• **Exercise directions**
Reproduce only the stretch of entries below that begins at the first line and ends at the line holding "IGNORE INTO category_shops".

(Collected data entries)
"""

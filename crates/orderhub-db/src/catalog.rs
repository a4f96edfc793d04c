use anyhow::Result;
use orderhub_types::catalog::CatalogDocument;
use rusqlite::{Row, Transaction};
use tracing::{debug, info};

use crate::models::{CategoryRow, ImportSummary, ParameterRow, ProductInfoRow, ShopRow};
use crate::{Database, OptionalExt, placeholders};

const PRODUCT_INFO_SELECT: &str = "
    SELECT pi.id, pi.model, pi.external_id, p.name, c.name, pi.shop_id, pi.quantity, pi.price, pi.price_rrc
    FROM product_infos pi
    JOIN products p ON p.id = pi.product_id
    JOIN categories c ON c.id = p.category_id
    JOIN shops s ON s.id = pi.shop_id";

/// Filters for the public product listing.
#[derive(Debug, Default, Clone, Copy)]
pub struct ProductFilter {
    pub shop_id: Option<i64>,
    pub category_id: Option<i64>,
}

impl Database {
    // -- Partner import --

    /// Replaces the partner's whole catalog with `doc` in one transaction.
    /// On error nothing is changed.
    pub fn import_catalog(&self, user_id: i64, doc: &CatalogDocument) -> Result<ImportSummary> {
        self.with_conn_mut(|conn| {
            let tx = conn.transaction()?;

            let shop_id = upsert_shop(&tx, user_id, &doc.shop)?;
            let mut summary = ImportSummary {
                shop_id,
                ..Default::default()
            };

            for category in &doc.categories {
                tx.execute(
                    "INSERT INTO categories (id, name) VALUES (?1, ?2) ON CONFLICT(id) DO NOTHING",
                    rusqlite::params![category.id, category.name],
                )?;
                tx.execute(
                    "INSERT OR IGNORE INTO category_shops (category_id, shop_id) VALUES (?1, ?2)",
                    [category.id, shop_id],
                )?;
                summary.categories += 1;
            }

            let removed = tx.execute("DELETE FROM product_infos WHERE shop_id = ?1", [shop_id])?;
            debug!("Removed {} previous listings of shop {}", removed, shop_id);

            for good in &doc.goods {
                let product_id = get_or_create_product(&tx, &good.name, good.category)?;
                tx.execute(
                    "INSERT INTO product_infos (product_id, external_id, model, price, price_rrc, quantity, shop_id)
                     VALUES (?1, ?2, ?3, ?4, ?5, ?6, ?7)",
                    rusqlite::params![
                        product_id,
                        good.id,
                        good.model,
                        good.price,
                        good.price_rrc,
                        good.quantity,
                        shop_id,
                    ],
                )?;
                let product_info_id = tx.last_insert_rowid();

                for (name, value) in &good.parameters {
                    let parameter_id = get_or_create_parameter(&tx, name)?;
                    tx.execute(
                        "INSERT INTO product_parameters (product_info_id, parameter_id, value) VALUES (?1, ?2, ?3)",
                        rusqlite::params![product_info_id, parameter_id, value.to_string()],
                    )?;
                    summary.parameters += 1;
                }
                summary.goods += 1;
            }

            tx.commit()?;
            info!(
                "Imported catalog of shop {} ({} categories, {} goods)",
                shop_id, summary.categories, summary.goods
            );
            Ok(summary)
        })
    }

    // -- Shops --

    pub fn get_shop_by_user(&self, user_id: i64) -> Result<Option<ShopRow>> {
        self.with_conn(|conn| {
            conn.query_row(
                "SELECT id, name, url, status FROM shops WHERE user_id = ?1",
                [user_id],
                shop_from_row,
            )
            .optional()
        })
    }

    /// Returns false when the user has no shop yet.
    pub fn set_shop_status(&self, user_id: i64, open: bool) -> Result<bool> {
        self.with_conn(|conn| {
            let updated = conn.execute(
                "UPDATE shops SET status = ?2 WHERE user_id = ?1",
                rusqlite::params![user_id, open],
            )?;
            Ok(updated > 0)
        })
    }

    /// Shops currently accepting orders.
    pub fn list_open_shops(&self) -> Result<Vec<ShopRow>> {
        self.with_conn(|conn| {
            let mut stmt = conn.prepare(
                "SELECT id, name, url, status FROM shops WHERE status = 1 ORDER BY name",
            )?;
            let rows = stmt
                .query_map([], shop_from_row)?
                .collect::<std::result::Result<Vec<_>, _>>()?;
            Ok(rows)
        })
    }

    // -- Categories --

    pub fn list_categories(&self) -> Result<Vec<CategoryRow>> {
        self.with_conn(|conn| {
            let mut stmt = conn.prepare("SELECT id, name FROM categories ORDER BY name")?;
            let rows = stmt
                .query_map([], |row| {
                    Ok(CategoryRow {
                        id: row.get(0)?,
                        name: row.get(1)?,
                    })
                })?
                .collect::<std::result::Result<Vec<_>, _>>()?;
            Ok(rows)
        })
    }

    // -- Product listings --

    /// Listings of open shops, optionally narrowed to one shop or category.
    pub fn list_product_infos(&self, filter: ProductFilter) -> Result<Vec<ProductInfoRow>> {
        self.with_conn(|conn| {
            let sql = format!(
                "{} WHERE s.status = 1
                   AND (?1 IS NULL OR pi.shop_id = ?1)
                   AND (?2 IS NULL OR p.category_id = ?2)
                 ORDER BY pi.id",
                PRODUCT_INFO_SELECT
            );
            let mut stmt = conn.prepare(&sql)?;
            let rows = stmt
                .query_map(rusqlite::params![filter.shop_id, filter.category_id], |row| {
                    product_info_from_row(row, 0)
                })?
                .collect::<std::result::Result<Vec<_>, _>>()?;
            Ok(rows)
        })
    }

    /// The listing's shop status, or None if the listing does not exist.
    pub fn product_info_shop_open(&self, product_info_id: i64) -> Result<Option<bool>> {
        self.with_conn(|conn| {
            conn.query_row(
                "SELECT s.status FROM product_infos pi JOIN shops s ON s.id = pi.shop_id WHERE pi.id = ?1",
                [product_info_id],
                |row| row.get(0),
            )
            .optional()
        })
    }

    /// Batch-fetch parameters for a set of listings.
    pub fn get_parameters(&self, product_info_ids: &[i64]) -> Result<Vec<ParameterRow>> {
        if product_info_ids.is_empty() {
            return Ok(vec![]);
        }

        self.with_conn(|conn| {
            let sql = format!(
                "SELECT pp.product_info_id, p.name, pp.value
                 FROM product_parameters pp
                 JOIN parameters p ON p.id = pp.parameter_id
                 WHERE pp.product_info_id IN ({})
                 ORDER BY pp.id",
                placeholders(0, product_info_ids.len())
            );

            let mut stmt = conn.prepare(&sql)?;
            let params: Vec<&dyn rusqlite::types::ToSql> = product_info_ids
                .iter()
                .map(|id| id as &dyn rusqlite::types::ToSql)
                .collect();

            let rows = stmt
                .query_map(params.as_slice(), |row| {
                    Ok(ParameterRow {
                        product_info_id: row.get(0)?,
                        name: row.get(1)?,
                        value: row.get(2)?,
                    })
                })?
                .collect::<std::result::Result<Vec<_>, _>>()?;

            Ok(rows)
        })
    }
}

/// The partner's shop, created on first import and renamed on later ones.
fn upsert_shop(tx: &Transaction<'_>, user_id: i64, name: &str) -> Result<i64> {
    let existing: Option<(i64, String)> = tx
        .query_row(
            "SELECT id, name FROM shops WHERE user_id = ?1",
            [user_id],
            |row| Ok((row.get(0)?, row.get(1)?)),
        )
        .optional()?;

    match existing {
        Some((id, current)) => {
            if current != name {
                tx.execute(
                    "UPDATE shops SET name = ?2 WHERE id = ?1",
                    rusqlite::params![id, name],
                )?;
            }
            Ok(id)
        }
        None => {
            tx.execute(
                "INSERT INTO shops (name, user_id) VALUES (?1, ?2)",
                rusqlite::params![name, user_id],
            )?;
            Ok(tx.last_insert_rowid())
        }
    }
}

fn get_or_create_product(tx: &Transaction<'_>, name: &str, category_id: i64) -> Result<i64> {
    let existing: Option<i64> = tx
        .query_row(
            "SELECT id FROM products WHERE name = ?1 AND category_id = ?2",
            rusqlite::params![name, category_id],
            |row| row.get(0),
        )
        .optional()?;

    if let Some(id) = existing {
        return Ok(id);
    }
    tx.execute(
        "INSERT INTO products (name, category_id) VALUES (?1, ?2)",
        rusqlite::params![name, category_id],
    )?;
    Ok(tx.last_insert_rowid())
}

fn get_or_create_parameter(tx: &Transaction<'_>, name: &str) -> Result<i64> {
    tx.execute("INSERT OR IGNORE INTO parameters (name) VALUES (?1)", [name])?;
    let id = tx.query_row("SELECT id FROM parameters WHERE name = ?1", [name], |row| row.get(0))?;
    Ok(id)
}

fn shop_from_row(row: &Row<'_>) -> rusqlite::Result<ShopRow> {
    Ok(ShopRow {
        id: row.get(0)?,
        name: row.get(1)?,
        url: row.get(2)?,
        status: row.get(3)?,
    })
}

/// Reads `PRODUCT_INFO_SELECT` columns starting at `start`.
pub(crate) fn product_info_from_row(row: &Row<'_>, start: usize) -> rusqlite::Result<ProductInfoRow> {
    Ok(ProductInfoRow {
        id: row.get(start)?,
        model: row.get(start + 1)?,
        external_id: row.get(start + 2)?,
        product_name: row.get(start + 3)?,
        category_name: row.get(start + 4)?,
        shop_id: row.get(start + 5)?,
        quantity: row.get(start + 6)?,
        price: row.get(start + 7)?,
        price_rrc: row.get(start + 8)?,
    })
}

"""

• **Answer to this exercise**
filename crates/orderhub-db/src/catalog.rs
repository a4f96edfc793d04c
use anyhow::Result;
use orderhub_types::catalog::CatalogDocument;
use rusqlite::{Row, Transaction};
use tracing::{debug, info};

use crate::models::{CategoryRow, ImportSummary, ParameterRow, ProductInfoRow, ShopRow};
use crate::{Database, OptionalExt, placeholders};

const PRODUCT_INFO_SELECT: &str = "
    SELECT pi.id, pi.model, pi.external_id, p.name, c.name, pi.shop_id, pi.quantity, pi.price, pi.price_rrc
    FROM product_infos pi
    JOIN products p ON p.id = pi.product_id
    JOIN categories c ON c.id = p.category_id
    JOIN shops s ON s.id = pi.shop_id";

/// Filters for the public product listing.
#[derive(Debug, Default, Clone, Copy)]
pub struct ProductFilter {
    pub shop_id: Option<i64>,
    pub category_id: Option<i64>,
}

impl Database {
    // -- Partner import --

    /// Replaces the partner's whole catalog with `doc` in one transaction.
    /// On error nothing is changed.
    pub fn import_catalog(&self, user_id: i64, doc: &CatalogDocument) -> Result<ImportSummary> {
        self.with_conn_mut(|conn| {
            let tx = conn.transaction()?;

            let shop_id = upsert_shop(&tx, user_id, &doc.shop)?;
            let mut summary = ImportSummary {
                shop_id,
                ..Default::default()
            };

            for category in &doc.categories {
                tx.execute(
                    "INSERT INTO categories (id, name) VALUES (?1, ?2) ON CONFLICT(id) DO NOTHING",
                    rusqlite::params![category.id, category.name],
                )?;
                tx.execute(
                    "INSERT OR IGNORE INTO category_shops (category_id, shop_id) VALUES (?1, ?2)",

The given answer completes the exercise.